Trucking Spot Market Decline May Indicate Incoming Recession

There's been a monumental decrease in trucking demand since March, says Craig Fuller, Chief Executive of the transportation data company FreightWaves – and he's concerned that this could indicate an imminent trucking recession.

The most in-demand sector in trucking, called the spot market, is experiencing a downturn. The spot market is when commodities and goods are traded for immediate delivery. These rates are current shipping prices contracted on the spot. And rather than a long-term contract, a spot market rate is a one-time fee paid to a company for shipping a certain product.

During the pandemic, there was a spike in the spot market. At its height, the spot market dealt with one million loads per day, says Brent Hutto, Chief Relationship Officer at TruckStop.com – a massive increase over the historical average of 400,000. But now, as buying slows, companies are relying less on the spot market to pick up the slack and more on the one-year trucking contracts they already had with larger firms. So, while some executives are thrilled about their profit margins increasing due to a decline in trucking prices, truckers may end up paying the price.

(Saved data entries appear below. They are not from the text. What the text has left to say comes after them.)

//! Majority vote over one resolution bucket.

use std::collections::BTreeSet;

use crate::annotation::{Annotation, AnnotationValue, LabelPath};
use crate::error::CoreError;
use crate::scheme::LabelKind;

/// Aggregate a bucket into one consensus value.
///
/// `bucket` must already be in canonical order; ties between equally
/// frequent values go to the one seen first. Values that do not match
/// `kind` are ignored.
///
/// - `bool`/`single`: the most frequent value.
/// - `multi`: sorted, deduplicated union of all lists.
/// - anything else: [`CoreError::UnsupportedAggregation`].
pub fn majority_vote(
    item_id: &str,
    path: &LabelPath,
    kind: LabelKind,
    bucket: &[Annotation],
) -> Result<AnnotationValue, CoreError> {
    let value = match kind {
        LabelKind::Bool => plurality(bucket.iter().filter_map(|a| match a.value {
            AnnotationValue::Bool(v) => Some(v),
            _ => None,
        }))
        .map(AnnotationValue::Bool),
        LabelKind::Single => plurality(bucket.iter().filter_map(|a| match a.value {
            AnnotationValue::Int(v) => Some(v),
            _ => None,
        }))
        .map(AnnotationValue::Int),
        LabelKind::Multi => union(bucket).map(AnnotationValue::Multi),
        LabelKind::Str | LabelKind::Int | LabelKind::Float => {
            return Err(CoreError::UnsupportedAggregation {
                item_id: item_id.to_string(),
                path: path.to_string(),
                kind,
            })
        }
    };

    value.ok_or_else(|| CoreError::EmptyBucket {
        item_id: item_id.to_string(),
        path: path.to_string(),
    })
}

/// Most frequent value; the first seen wins a tie.
fn plurality<T: PartialEq>(values: impl Iterator<Item = T>) -> Option<T> {
    let mut counts: Vec<(T, usize)> = Vec::new();
    for value in values {
        match counts.iter_mut().find(|(v, _)| *v == value) {
            Some((_, n)) => *n += 1,
            None => counts.push((value, 1)),
        }
    }

    let mut best: Option<(T, usize)> = None;
    for (value, n) in counts {
        if best.as_ref().map_or(true, |(_, top)| n > *top) {
            best = Some((value, n));
        }
    }
    best.map(|(value, _)| value)
}

fn union(bucket: &[Annotation]) -> Option<Vec<i64>> {
    let mut seen_any = false;
    let mut values = BTreeSet::new();
    for annotation in bucket {
        if let AnnotationValue::Multi(list) = &annotation.value {
            seen_any = true;
            values.extend(list.iter().copied());
        }
    }
    seen_any.then(|| values.into_iter().collect())
}
//! Audit trail of a resolution run and comparison between runs.

use std::collections::BTreeMap;

use serde::{Deserialize, Serialize};

use crate::annotation::{AnnotationValue, ConsensusAnnotation, LabelPath};
use crate::types::{ItemId, RowId, UserId};

/// One raw annotation that fed a cell.
#[derive(Debug, Clone, PartialEq, Eq, Serialize, Deserialize)]
pub struct SnapshotEntry {
    pub item_id: ItemId,
    pub path: LabelPath,
    pub annotation_id: RowId,
    pub user_id: UserId,
}

/// The consensus row a cell produced.
#[derive(Debug, Clone, PartialEq, Eq, Serialize, Deserialize)]
pub struct SnapshotResolution {
    pub item_id: ItemId,
    pub path: LabelPath,
    pub consensus_id: RowId,
}

/// What went into a resolution run and what came out.
#[derive(Debug, Clone, Default, PartialEq, Eq, Serialize, Deserialize)]
pub struct ResolutionSnapshot {
    pub entries: Vec<SnapshotEntry>,
    pub resolutions: Vec<SnapshotResolution>,
}

impl ResolutionSnapshot {
    /// Annotations that fed the cell at `(item_id, path)`.
    pub fn sources<'a>(
        &'a self,
        item_id: &'a str,
        path: &'a LabelPath,
    ) -> impl Iterator<Item = &'a SnapshotEntry> + 'a {
        self.entries
            .iter()
            .filter(move |e| e.item_id == item_id && &e.path == path)
    }

    /// Consensus row produced for `(item_id, path)`, if the cell resolved.
    pub fn consensus_for(&self, item_id: &str, path: &LabelPath) -> Option<RowId> {
        self.resolutions
            .iter()
            .find(|r| r.item_id == item_id && &r.path == path)
            .map(|r| r.consensus_id)
    }
}

// ---------------------------------------------------------------------------
// Diff
// ---------------------------------------------------------------------------

#[derive(Debug, Clone, PartialEq, Serialize)]
#[serde(tag = "change", rename_all = "snake_case")]
pub enum ChangeKind {
    New {
        value: AnnotationValue,
    },
    Changed {
        before: AnnotationValue,
        after: AnnotationValue,
    },
    Unchanged,
    Removed {
        value: AnnotationValue,
    },
}

#[derive(Debug, Clone, PartialEq, Serialize)]
pub struct ConsensusChange {
    pub item_id: ItemId,
    pub path: LabelPath,
    #[serde(flatten)]
    pub change: ChangeKind,
}

/// Compare two consensus sets cell by cell, in `(item, path)` order.
///
/// Consensus ids are ignored; cells are matched by item and path only.
pub fn diff_consensus(
    previous: &[ConsensusAnnotation],
    current: &[ConsensusAnnotation],
) -> Vec<ConsensusChange> {
    let index = |rows: &[ConsensusAnnotation]| -> BTreeMap<(ItemId, LabelPath), AnnotationValue> {
        rows.iter()
            .map(|c| ((c.item_id.clone(), c.path.clone()), c.value.clone()))
            .collect()
    };
    let mut before = index(previous);
    let after = index(current);

    let mut changes: Vec<ConsensusChange> = Vec::with_capacity(after.len());
    for ((item_id, path), value) in after {
        let change = match before.remove(&(item_id.clone(), path.clone())) {
            None => ChangeKind::New { value },
            Some(old) if old == value => ChangeKind::Unchanged,
            Some(old) => ChangeKind::Changed {
                before: old,
                after: value,
            },
        };
        changes.push(ConsensusChange {
            item_id,
            path,
            change,
        });
    }
    changes.extend(
        before
            .into_iter()
            .map(|((item_id, path), value)| ConsensusChange {
                item_id,
                path,
                change: ChangeKind::Removed { value },
            }),
    );

    changes.sort_by(|a, b| (&a.item_id, &a.path).cmp(&(&b.item_id, &b.path)));
    changes
}
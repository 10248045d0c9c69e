//! Consensus resolution.
//!
//! Raw annotations from several annotators are bucketed per `(item, path)`
//! in an [`AnnotationMatrix`], each bucket is reduced by [`majority_vote`],
//! and the resulting consensus rows are relinked to their parents. Output is
//! ordered by item then path, so two runs over the same annotations yield
//! the same values in the same order.

pub mod filter;
pub mod majority;
pub mod matrix;
pub mod snapshot;

use std::collections::{BTreeSet, HashMap};

use serde::{Deserialize, Serialize};

use crate::annotation::{Annotation, ConsensusAnnotation, LabelPath};
use crate::error::CoreError;
use crate::scheme::{FlattenedLabel, Scheme};
use crate::types::{new_row_id, ItemId, RowId, Timestamp};

pub use filter::AnnotationFilter;
pub use majority::majority_vote;
pub use matrix::{AnnotationMatrix, MatrixOptions};
pub use snapshot::{
    diff_consensus, ChangeKind, ConsensusChange, ResolutionSnapshot, SnapshotEntry,
    SnapshotResolution,
};

#[derive(Debug, Clone, Default, PartialEq, Eq, Serialize, Deserialize)]
pub struct ResolutionOptions {
    #[serde(flatten)]
    pub matrix: MatrixOptions,
    /// Fail the whole run on an unsupported label kind instead of skipping
    /// the bucket.
    #[serde(default)]
    pub strict: bool,
    /// Annotators, labels and repeats the run aggregates.
    #[serde(default)]
    pub filter: AnnotationFilter,
}

/// A bucket that produced no consensus row.
#[derive(Debug)]
pub struct SkippedBucket {
    pub item_id: ItemId,
    pub path: LabelPath,
    pub error: CoreError,
}

#[derive(Debug)]
pub struct ResolutionOutcome {
    pub consensus: Vec<ConsensusAnnotation>,
    pub skipped: Vec<SkippedBucket>,
    pub snapshot: ResolutionSnapshot,
}

/// Resolve annotations into one consensus row per `(item, path)`.
///
/// Buckets that cannot be aggregated are skipped and reported in
/// [`ResolutionOutcome::skipped`]: empty buckets, labels unknown to the
/// scheme and, unless `options.strict`, label kinds majority vote does not
/// support. In strict mode the latter fail the run. Annotations outside
/// `options.filter` are not aggregated.
pub fn resolve(
    scheme: &Scheme,
    annotations: &[Annotation],
    options: ResolutionOptions,
) -> Result<ResolutionOutcome, CoreError> {
    let matrix = AnnotationMatrix::build_selected(annotations, options.matrix, &options.filter);
    let mut consensus = Vec::new();
    let mut skipped = Vec::new();
    let mut snapshot = ResolutionSnapshot::default();

    for item_id in matrix.items() {
        let Some(row) = matrix.row(item_id) else {
            continue;
        };

        let mut resolved: HashMap<&LabelPath, RowId> = HashMap::new();
        let mut pruned: BTreeSet<&LabelPath> = BTreeSet::new();
        let mut item_rows: Vec<ConsensusAnnotation> = Vec::new();

        // Paths iterate parents first, so a parent's fate is known before
        // its children are visited.
        for (path, bucket) in row {
            snapshot
                .entries
                .extend(bucket.iter().map(|a| SnapshotEntry {
                    item_id: item_id.clone(),
                    path: path.clone(),
                    annotation_id: a.annotation_id,
                    user_id: a.user_id.clone(),
                }));

            let Some(label) = lookup_label(scheme, path, options.matrix) else {
                skip(
                    &mut skipped,
                    item_id,
                    path,
                    CoreError::NotFound {
                        entity: "label",
                        id: path.to_string(),
                    },
                );
                continue;
            };

            let parent_path = path.parent();
            if let Some(parent_path) = &parent_path {
                if pruned.contains(parent_path) {
                    pruned.insert(path);
                    continue;
                }
            }

            let value = match majority_vote(item_id, path, label.kind, bucket) {
                Ok(value) => value,
                Err(err @ CoreError::UnsupportedAggregation { .. }) if options.strict => {
                    return Err(err)
                }
                Err(err) => {
                    skip(&mut skipped, item_id, path, err);
                    continue;
                }
            };

            // A child whose resolved parent did not select its choice is
            // unreachable.
            if let (Some(parent_path), Some(parent_choice)) = (&parent_path, label.parent_choice) {
                let parent_selects = item_rows
                    .iter()
                    .find(|c| &c.path == parent_path)
                    .map(|c| c.value.selected_choices().contains(&parent_choice));
                if parent_selects == Some(false) {
                    tracing::debug!(
                        item_id = %item_id,
                        path = %path,
                        "Pruning consensus under unselected parent choice"
                    );
                    pruned.insert(path);
                    continue;
                }
            }

            let Some(last) = path.last() else {
                continue;
            };
            let consensus_id = new_row_id();
            resolved.insert(path, consensus_id);
            item_rows.push(ConsensusAnnotation {
                consensus_id,
                item_id: item_id.clone(),
                key: last.key.clone(),
                repeat: last.repeat,
                parent: None,
                path: path.clone(),
                value,
            });
        }

        backfill_parents(&mut item_rows, &resolved);
        snapshot
            .resolutions
            .extend(item_rows.iter().map(|c| SnapshotResolution {
                item_id: c.item_id.clone(),
                path: c.path.clone(),
                consensus_id: c.consensus_id,
            }));
        consensus.extend(item_rows);
    }

    tracing::info!(
        items = matrix.items().count(),
        annotators = matrix.annotators().len(),
        consensus = consensus.len(),
        skipped = skipped.len(),
        dropped = matrix.dropped().len(),
        "Resolution finished"
    );

    Ok(ResolutionOutcome {
        consensus,
        skipped,
        snapshot,
    })
}

fn lookup_label<'s>(
    scheme: &'s Scheme,
    path: &LabelPath,
    options: MatrixOptions,
) -> Option<&'s FlattenedLabel> {
    if options.ignore_hierarchy {
        path.last().and_then(|s| scheme.first_with_key(&s.key))
    } else {
        scheme.label_at(&path.key_path())
    }
}

fn skip(skipped: &mut Vec<SkippedBucket>, item_id: &str, path: &LabelPath, error: CoreError) {
    tracing::warn!(item_id = %item_id, path = %path, error = %error, "Skipping resolution bucket");
    skipped.push(SkippedBucket {
        item_id: item_id.to_string(),
        path: path.clone(),
        error,
    });
}

/// Link each consensus row to the row one path segment up, when that row
/// was resolved. Rows whose parent path never resolved stay roots.
fn backfill_parents(rows: &mut [ConsensusAnnotation], resolved: &HashMap<&LabelPath, RowId>) {
    for row in rows.iter_mut() {
        row.parent = row
            .path
            .parent()
            .and_then(|parent| resolved.get(&parent).copied());
    }
}

/// Number of annotations written after `since`.
///
/// A non-zero count means a previous resolution is stale.
pub fn count_changes_after(annotations: &[Annotation], since: Timestamp) -> usize {
    annotations
        .iter()
        .filter(|a| a.last_modified() > since)
        .count()
}

// ---------------------------------------------------------------------------
// Tests
// ---------------------------------------------------------------------------
//! Inter-rater agreement per label column of an [`AnnotationMatrix`].
//!
//! Every annotator contributes at most one rating per `(item, path)` cell:
//! the first of their annotations in the bucket's canonical order. Items
//! nobody rated for a column are left out of that column's statistics.
//!
//! Chance-corrected measures (Cohen's, Fleiss' and Randolph's kappa,
//! nominal Krippendorff's alpha) need categorical codes, so they are only
//! computed for columns holding `bool` and integer values. Multi-choice
//! columns report the mean Jaccard overlap of each pair instead.

use std::collections::{BTreeMap, BTreeSet};

use serde::Serialize;

use crate::annotation::{AnnotationValue, LabelPath};
use crate::resolution::AnnotationMatrix;
use crate::types::{ItemId, UserId};

/// Agreement of two annotators on the items both rated.
#[derive(Debug, Clone, PartialEq, Serialize)]
pub struct PairAgreement {
    pub base: UserId,
    pub target: UserId,
    pub num_overlap: usize,
    pub num_agree: usize,
    pub num_disagree: usize,
    /// Share of agreeing items, in percent.
    pub perc_agree: f64,
    pub cohen: Option<f64>,
    pub multi_overlap: Option<f64>,
}

/// Agreement statistics for one label path.
#[derive(Debug, Clone, PartialEq, Serialize)]
pub struct LabelAgreement {
    pub path: LabelPath,
    pub num_items: usize,
    pub num_annotators: usize,
    pub fleiss: Option<f64>,
    pub randolph: Option<f64>,
    pub krippendorff: Option<f64>,
    pub pairs: Vec<PairAgreement>,
}

/// Agreement for every column of the matrix, in path order.
pub fn agreement(matrix: &AnnotationMatrix) -> Vec<LabelAgreement> {
    matrix
        .labels()
        .iter()
        .map(|path| label_agreement(matrix, path))
        .collect()
}

/// Agreement for one column of the matrix.
pub fn label_agreement(matrix: &AnnotationMatrix, path: &LabelPath) -> LabelAgreement {
    let rows = ratings(matrix, path);
    let users: BTreeSet<&UserId> = rows.values().flat_map(|r| r.keys().copied()).collect();

    let codes: Option<Vec<BTreeMap<&UserId, i64>>> = rows
        .values()
        .map(|row| {
            row.iter()
                .map(|(user, value)| nominal_code(value).map(|c| (*user, c)))
                .collect()
        })
        .collect();

    let (fleiss, randolph, krippendorff) = match &codes {
        Some(codes) if !codes.is_empty() => (
            fleiss_kappa(codes, KappaBaseline::Marginal),
            fleiss_kappa(codes, KappaBaseline::Uniform),
            krippendorff_nominal(codes),
        ),
        _ => (None, None, None),
    };

    let users: Vec<&UserId> = users.into_iter().collect();
    let mut pairs = Vec::new();
    for (i, base) in users.iter().enumerate() {
        for target in &users[i + 1..] {
            if let Some(pair) = pair_agreement(&rows, base, target) {
                pairs.push(pair);
            }
        }
    }

    tracing::debug!(
        path = %path,
        items = rows.len(),
        annotators = users.len(),
        pairs = pairs.len(),
        "Computed label agreement"
    );

    LabelAgreement {
        path: path.clone(),
        num_items: rows.len(),
        num_annotators: users.len(),
        fleiss,
        randolph,
        krippendorff,
        pairs,
    }
}

/// One rating per annotator for every item that has the column.
fn ratings<'m>(
    matrix: &'m AnnotationMatrix,
    path: &LabelPath,
) -> BTreeMap<&'m ItemId, BTreeMap<&'m UserId, &'m AnnotationValue>> {
    let mut rows = BTreeMap::new();
    for (item_id, cell_path, bucket) in matrix.cells() {
        if cell_path != path {
            continue;
        }
        let mut row = BTreeMap::new();
        for annotation in bucket {
            row.entry(&annotation.user_id).or_insert(&annotation.value);
        }
        rows.insert(item_id, row);
    }
    rows
}

fn nominal_code(value: &AnnotationValue) -> Option<i64> {
    match value {
        AnnotationValue::Bool(b) => Some(i64::from(*b)),
        AnnotationValue::Int(i) => Some(*i),
        _ => None,
    }
}

fn pair_agreement(
    rows: &BTreeMap<&ItemId, BTreeMap<&UserId, &AnnotationValue>>,
    base: &UserId,
    target: &UserId,
) -> Option<PairAgreement> {
    let overlap: Vec<(&AnnotationValue, &AnnotationValue)> = rows
        .values()
        .filter_map(|row| Some((*row.get(base)?, *row.get(target)?)))
        .collect();
    if overlap.is_empty() {
        return None;
    }

    let num_agree = overlap.iter().filter(|(b, t)| same_rating(b, t)).count();
    let codes: Option<Vec<(i64, i64)>> = overlap
        .iter()
        .map(|(b, t)| Some((nominal_code(b)?, nominal_code(t)?)))
        .collect();
    let sets: Option<Vec<(BTreeSet<i64>, BTreeSet<i64>)>> = overlap
        .iter()
        .map(|(b, t)| match (b, t) {
            (AnnotationValue::Multi(b), AnnotationValue::Multi(t)) => {
                Some((b.iter().copied().collect(), t.iter().copied().collect()))
            }
            _ => None,
        })
        .collect();

    Some(PairAgreement {
        base: base.clone(),
        target: target.clone(),
        num_overlap: overlap.len(),
        num_agree,
        num_disagree: overlap.len() - num_agree,
        perc_agree: num_agree as f64 / overlap.len() as f64 * 100.0,
        cohen: codes.as_deref().and_then(cohen_kappa),
        multi_overlap: sets.as_deref().map(mean_jaccard),
    })
}

fn same_rating(a: &AnnotationValue, b: &AnnotationValue) -> bool {
    match (a, b) {
        (AnnotationValue::Multi(a), AnnotationValue::Multi(b)) => {
            a.iter().collect::<BTreeSet<_>>() == b.iter().collect::<BTreeSet<_>>()
        }
        _ => a == b,
    }
}

/// Cohen's kappa for two raters. `None` when chance agreement is total.
pub fn cohen_kappa(pairs: &[(i64, i64)]) -> Option<f64> {
    if pairs.is_empty() {
        return None;
    }
    let n = pairs.len() as f64;
    let mut base: BTreeMap<i64, f64> = BTreeMap::new();
    let mut target: BTreeMap<i64, f64> = BTreeMap::new();
    let mut agree = 0.0;
    for &(b, t) in pairs {
        *base.entry(b).or_default() += 1.0;
        *target.entry(t).or_default() += 1.0;
        if b == t {
            agree += 1.0;
        }
    }

    let observed = agree / n;
    let expected: f64 = base
        .iter()
        .map(|(code, count)| count / n * target.get(code).copied().unwrap_or_default() / n)
        .sum();
    if expected >= 1.0 {
        return None;
    }
    finite((observed - expected) / (1.0 - expected))
}

/// Chance baseline of a multi-rater kappa.
#[derive(Debug, Clone, Copy, PartialEq, Eq)]
pub enum KappaBaseline {
    /// Fleiss: marginal category frequencies.
    Marginal,
    /// Randolph: uniform over the observed categories.
    Uniform,
}

/// Fleiss' or Randolph's kappa over items rated by any number of raters.
///
/// `None` when no item has more than one rating.
pub fn fleiss_kappa<K>(rows: &[BTreeMap<K, i64>], baseline: KappaBaseline) -> Option<f64> {
    let categories: BTreeSet<i64> = rows.iter().flat_map(|r| r.values().copied()).collect();
    if rows.is_empty() || categories.is_empty() {
        return None;
    }

    let table: Vec<BTreeMap<i64, f64>> = rows
        .iter()
        .map(|row| {
            let mut counts = BTreeMap::new();
            for code in row.values() {
                *counts.entry(*code).or_insert(0.0) += 1.0;
            }
            counts
        })
        .collect();

    let raters = rows.iter().map(BTreeMap::len).max().unwrap_or_default() as f64;
    if raters <= 1.0 {
        return None;
    }
    let total: f64 = table.iter().flat_map(|r| r.values()).sum();

    let p_mean = table
        .iter()
        .map(|row| (row.values().map(|c| c * c).sum::<f64>() - raters) / (raters * (raters - 1.0)))
        .sum::<f64>()
        / table.len() as f64;

    let p_expected = match baseline {
        KappaBaseline::Marginal => categories
            .iter()
            .map(|code| {
                let share = table.iter().filter_map(|r| r.get(code)).sum::<f64>() / total;
                share * share
            })
            .sum(),
        KappaBaseline::Uniform => 1.0 / categories.len() as f64,
    };
    if p_expected >= 1.0 {
        return Some(1.0);
    }
    finite((p_mean - p_expected) / (1.0 - p_expected))
}

/// Krippendorff's alpha with the nominal distance.
///
/// `None` when no item has two ratings to pair.
pub fn krippendorff_nominal<K>(rows: &[BTreeMap<K, i64>]) -> Option<f64> {
    let mut coincidence: BTreeMap<(i64, i64), f64> = BTreeMap::new();
    for row in rows {
        let values: Vec<i64> = row.values().copied().collect();
        if values.len() < 2 {
            continue;
        }
        let weight = 1.0 / (values.len() - 1) as f64;
        for (i, a) in values.iter().enumerate() {
            for (j, b) in values.iter().enumerate() {
                if i != j {
                    *coincidence.entry((*a, *b)).or_default() += weight;
                }
            }
        }
    }
    if coincidence.is_empty() {
        return None;
    }

    let mut marginals: BTreeMap<i64, f64> = BTreeMap::new();
    for (&(a, _), weight) in &coincidence {
        *marginals.entry(a).or_default() += weight;
    }
    let total: f64 = marginals.values().sum();

    let observed: f64 = coincidence
        .iter()
        .filter(|((a, b), _)| a != b)
        .map(|(_, weight)| weight)
        .sum();
    let expected: f64 = marginals
        .iter()
        .flat_map(|(a, na)| {
            marginals
                .iter()
                .filter(move |(b, _)| *b != a)
                .map(move |(_, nb)| na * nb)
        })
        .sum();
    if expected == 0.0 {
        return Some(1.0);
    }
    finite(1.0 - (total - 1.0) * observed / expected)
}

fn mean_jaccard(sets: &[(BTreeSet<i64>, BTreeSet<i64>)]) -> f64 {
    let sum: f64 = sets
        .iter()
        .map(|(a, b)| {
            let union = a.union(b).count();
            if union == 0 {
                1.0
            } else {
                a.intersection(b).count() as f64 / union as f64
            }
        })
        .sum();
    sum / sets.len() as f64
}

fn finite(value: f64) -> Option<f64> {
    value.is_finite().then_some(value)
}

#[cfg(test)]
mod tests {
    use super::*;
    use crate::annotation::Annotation;
    use crate::resolution::MatrixOptions;
    use crate::types::new_row_id;

    fn close(actual: Option<f64>, expected: f64) {
        let actual = actual.unwrap();
        assert!((actual - expected).abs() < 1e-9, "{actual} != {expected}");
    }

    fn row(codes: &[i64]) -> BTreeMap<usize, i64> {
        codes.iter().copied().enumerate().collect()
    }

    fn matrix(ratings: &[(&str, &str, AnnotationValue)]) -> AnnotationMatrix {
        let rows: Vec<Annotation> = ratings
            .iter()
            .map(|(user, item, value)| Annotation::new(new_row_id(), *user, *item, "rel", value.clone()))
            .collect();
        AnnotationMatrix::build(&rows, MatrixOptions::default())
    }

    #[test]
    fn cohen_matches_hand_computed_value() {
        close(cohen_kappa(&[(1, 1), (1, 0), (0, 0), (0, 0)]), 0.5);
        assert_eq!(cohen_kappa(&[(1, 1), (1, 1)]), None);
        assert_eq!(cohen_kappa(&[]), None);
    }

    #[test]
    fn fleiss_and_randolph_match_hand_computed_values() {
        let rows = [row(&[1, 1, 1]), row(&[0, 0, 0]), row(&[1, 1, 0])];
        close(fleiss_kappa(&rows, KappaBaseline::Marginal), 0.55);
        close(fleiss_kappa(&rows, KappaBaseline::Uniform), 5.0 / 9.0);
    }

    #[test]
    fn fleiss_needs_more_than_one_rater() {
        let rows = [row(&[1]), row(&[0])];
        assert_eq!(fleiss_kappa(&rows, KappaBaseline::Marginal), None);
        close(fleiss_kappa(&[row(&[1, 1])], KappaBaseline::Marginal), 1.0);
    }

    #[test]
    fn krippendorff_matches_hand_computed_value() {
        let rows = [row(&[1, 1, 1]), row(&[0, 0, 0]), row(&[1, 1, 0])];
        close(krippendorff_nominal(&rows), 0.6);
        close(krippendorff_nominal(&[row(&[2, 2]), row(&[2, 2])]), 1.0);
        assert_eq!(krippendorff_nominal(&[row(&[1])]), None);
    }

    #[test]
    fn label_agreement_over_matrix() {
        let m = matrix(&[
            ("a", "i1", AnnotationValue::Bool(true)),
            ("b", "i1", AnnotationValue::Bool(true)),
            ("a", "i2", AnnotationValue::Bool(true)),
            ("b", "i2", AnnotationValue::Bool(false)),
            ("a", "i3", AnnotationValue::Bool(false)),
            ("b", "i3", AnnotationValue::Bool(false)),
            ("a", "i4", AnnotationValue::Bool(false)),
            ("b", "i4", AnnotationValue::Bool(false)),
            ("c", "i4", AnnotationValue::Bool(false)),
        ]);
        let stats = agreement(&m);
        assert_eq!(stats.len(), 1);
        let rel = &stats[0];
        assert_eq!((rel.num_items, rel.num_annotators), (4, 3));
        assert!(rel.fleiss.is_some());
        assert!(rel.krippendorff.is_some());

        let ab = &rel.pairs[0];
        assert_eq!((ab.base.as_str(), ab.target.as_str()), ("a", "b"));
        assert_eq!((ab.num_overlap, ab.num_agree, ab.num_disagree), (4, 3, 1));
        close(Some(ab.perc_agree), 75.0);
        close(ab.cohen, 0.5);
        assert_eq!(ab.multi_overlap, None);
        // a/c and b/c overlap on i4 only.
        assert_eq!(rel.pairs.len(), 3);
        assert!(rel.pairs[1..].iter().all(|p| p.num_overlap == 1 && p.cohen.is_none()));
    }

    #[test]
    fn multi_columns_report_overlap_instead_of_kappa() {
        let m = matrix(&[
            ("a", "i1", AnnotationValue::Multi(vec![1, 2])),
            ("b", "i1", AnnotationValue::Multi(vec![2, 3])),
            ("a", "i2", AnnotationValue::Multi(vec![4])),
            ("b", "i2", AnnotationValue::Multi(vec![4])),
        ]);
        let rel = label_agreement(&m, &LabelPath::root("rel", 1));
        assert_eq!(rel.fleiss, None);
        assert_eq!(rel.krippendorff, None);
        let pair = &rel.pairs[0];
        assert_eq!(pair.num_agree, 1);
        assert_eq!(pair.cohen, None);
        close(pair.multi_overlap, (1.0 / 3.0 + 1.0) / 2.0);
    }
}
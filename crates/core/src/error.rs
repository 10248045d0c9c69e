use crate::scheme::LabelKind;

#[derive(Debug, thiserror::Error)]
pub enum CoreError {
    #[error("Entity not found: {entity} with id {id}")]
    NotFound { entity: &'static str, id: String },

    #[error("Validation failed: {0}")]
    Validation(String),

    /// Malformed or too deeply nested scheme. Not recoverable.
    #[error("Scheme error at label '{key}': {message}")]
    Scheme { key: String, message: String },

    /// A resolution bucket held no value usable for its label kind.
    #[error("Empty resolution bucket for item {item_id} at {path}")]
    EmptyBucket { item_id: String, path: String },

    /// Majority vote is undefined for free-text and numeric labels.
    #[error("Majority vote not supported for '{kind}' label at {path} (item {item_id})")]
    UnsupportedAggregation {
        item_id: String,
        path: String,
        kind: LabelKind,
    },

    /// The distributor cannot satisfy the requested overlaps and budgets.
    #[error("Allocation infeasible: {0}")]
    AllocationInfeasible(String),

    #[error("Storage error: {0}")]
    Storage(String),
}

When demand is low, Fuller says, and the spot market becomes less active, truckers have less work and ultimately less income. While some see this as the market correcting, the combination of the skyrocketing price of diesel fuel and fewer opportunities for spot market work can have a remarkable effect on the larger economy.

DAT Freight and Analytics has called this rapid decline in the spot market a "trucking demand skid" that caused available trucking jobs to "drop off a cliff." This could be an unfortunate indicator of a future recession, says Fuller, as spot rates tumble rapidly. Since 1972, half of all recessions were preceded by trucking recessions, according to data from the trucking company Convoy. In the worst-case scenario, Fuller says that a recession could cause smaller trucking companies to go bankrupt.